There are some immediate, simple steps, new Prime Minister Malcolm Turnbull can take to improve human rights in Australia. Our Executive Director, Hugh de Kretser outlines five priorities.
1. More women in Cabinet
Advancing gender equality within Cabinet must be a priority. It was an appalling reflection on Tony Abbott that only two members of his nineteen member Cabinet were women. Malcolm Turnbull can change this and start a process working towards equal representation in both Parliament and Cabinet.
2. Hold a parliamentary vote on marriage equality
Neither a referendum or a plebiscite are required to achieve marriage equality – both are unnecessary, costly and come with risks. The High Court has already confirmed that Parliament has the power to deliver marriage equality. A vote in parliament could make marriage equality a reality within months.
3. Restore Australia’s relationship with the UN
The UN rightfully highlighted a number of serious concerns about Australia’s human rights record and in particular our treatment of asylum seekers. The level of disrespect directed towards the United Nations and disregard for our international human rights law obligations reached alarming levels during Tony Abbott’s Prime Ministership. Prime Minister Turnbull can rebuild this relationship, particularly in the light of Australia’s pending Universal Periodic Review at the UN.
4. Support meaningful Recognition of Indigenous peoples in the Constitution
Tony Abbott had a strong and commendable commitment to Indigenous peoples’ recognition in Australia’s Constitution, but made a number of missteps in leading the process. Malcolm Turnbull should come out with a strong public statement in support of meaningful Constitutional recognition of Indigenous peoples. The Expert Panel’s recommendations outlined a positive and achievable way forward and should guide the Prime Minister’s progress towards a viable referendum.

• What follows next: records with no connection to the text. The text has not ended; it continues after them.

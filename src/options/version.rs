//! PHP version placeholder tokens used by the legacy buildpack

use regex::Regex;
use std::sync::OnceLock;

/// Token meaning "whatever version the php buildpack defaults to"
pub const PHP_DEFAULT_TOKEN: &str = "{PHP_DEFAULT}";

fn latest_token() -> &'static Regex {
    static LATEST: OnceLock<Regex> = OnceLock::new();
    LATEST.get_or_init(|| Regex::new(r"^\{PHP_(\d)(\d+)_LATEST\}$").expect("valid regex"))
}

/// Translates a legacy `PHP_VERSION` value into a version constraint.
///
/// `{PHP_DEFAULT}` becomes empty, `{PHP_<major><minor>_LATEST}` becomes
/// `<major>.<minor>.*`, and anything else is returned unchanged. Tokens may
/// carry surrounding whitespace.
pub fn translate_php_version(raw: &str) -> String {
    let token = raw.trim();
    if token == PHP_DEFAULT_TOKEN {
        return String::new();
    }

    match latest_token().captures(token) {
        Some(caps) => format!("{}.{}.*", &caps[1], &caps[2]),
        None => raw.to_string(),
    }
}

#[cfg(test)]
mod tests {
    use super::*;
    use yare::parameterized;

    #[parameterized(
        php_default = { "{PHP_DEFAULT}", "" },
        php_71 = { "{PHP_71_LATEST}", "7.1.*" },
        php_72 = { "{PHP_72_LATEST}", "7.2.*" },
        php_73 = { "{PHP_73_LATEST}", "7.3.*" },
        php_74 = { "{PHP_74_LATEST}", "7.4.*" },
        php_80 = { "{PHP_80_LATEST}", "8.0.*" },
        exact = { "7.3.10", "7.3.10" },
        range = { "7.2.*", "7.2.*" },
        empty = { "", "" },
        unknown_token = { "{PHP_LATEST}", "{PHP_LATEST}" },
        padded_token = { " {PHP_72_LATEST}\n", "7.2.*" },
        padded_default = { " {PHP_DEFAULT} ", "" },
        padded_version = { " 7.3.10 ", " 7.3.10 " },
    )]
    fn test_translate_php_version(raw: &str, expected: &str) {
        assert_eq!(translate_php_version(raw), expected);
    }
}
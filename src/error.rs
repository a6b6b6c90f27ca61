//! Error types for the detect and build phases

use std::path::PathBuf;
use thiserror::Error;

/// Failures raised while detecting or migrating a legacy PHP application
#[derive(Debug, Error)]
pub enum CompatError {
    /// Legacy configuration exists that can no longer be migrated automatically
    #[error("migration failure")]
    MigrationFailure,

    /// The app relied on files being moved into WEBDIR
    #[error("files no longer moved into WEBDIR")]
    WebDirMissing,

    #[error("you cannot have both `.bp-config/options.json` and `buildpack.yml`")]
    ConflictingConfig,

    #[error("failed to parse {path:?}: {source}")]
    InvalidOptions {
        path: PathBuf,
        #[source]
        source: serde_json::Error,
    },

    #[error("failed to parse buildpack plan {path:?}: {source}")]
    InvalidPlan {
        path: PathBuf,
        #[source]
        source: toml::de::Error,
    },

    #[error("failed to serialize buildpack.yml: {0}")]
    YamlSerialize(#[from] serde_yaml::Error),

    #[error("failed to serialize build plan: {0}")]
    PlanSerialize(#[from] toml::ser::Error),

    #[error(transparent)]
    Fs(#[from] anyhow::Error),
}

pub type Result<T> = std::result::Result<T, CompatError>;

5. Halt the erosion of our democratic and human rights safeguards
The Prime Minister needs to reverse the trend of eroding safeguards, like the rule of law, press freedom, whistleblower protections and NGO advocacy, that protect Australians’ democracy and human rights. The change in leadership also provides a chance to demonstrate respect for the vital and independent role of the Australian Human Rights Commission in maintaining high human rights standards in Australia. The new PM should restore the Commission’s funding and appoint a full-time Disability Commissioner again.
In the medium and longer-term outlook, Prime Minister Turnbull should tackle significant human rights challenges and seize opportunities to advance the protection of human rights in law.
The indefinite offshore detention of people who have come to Australia seeking safety must end. Instead of inflicting cruelty on those who survive the risky journey, we need to save lives at sea by creating safe pathways to protection.
The Prime Minister should reinvigorate the efforts to close the gap in Indigenous people’s inequality including by addressing the crisis of Indigenous over-imprisonment. We need to see a genuine commitment to ending the appallingly high rates of violence against women in Australia; and Australia’s foreign-aid budget should be restored to ensure Australia continues to play a positive global role in efforts to eradicate poverty.
Australia is the only western democratic nation that doesn’t have a national Human Rights Charter or a bill of rights. We know from experience that when human rights are not protected in law, they are always in danger of being eroded. There’s a pressing need to enshrine our values by protecting all of our human rights in law.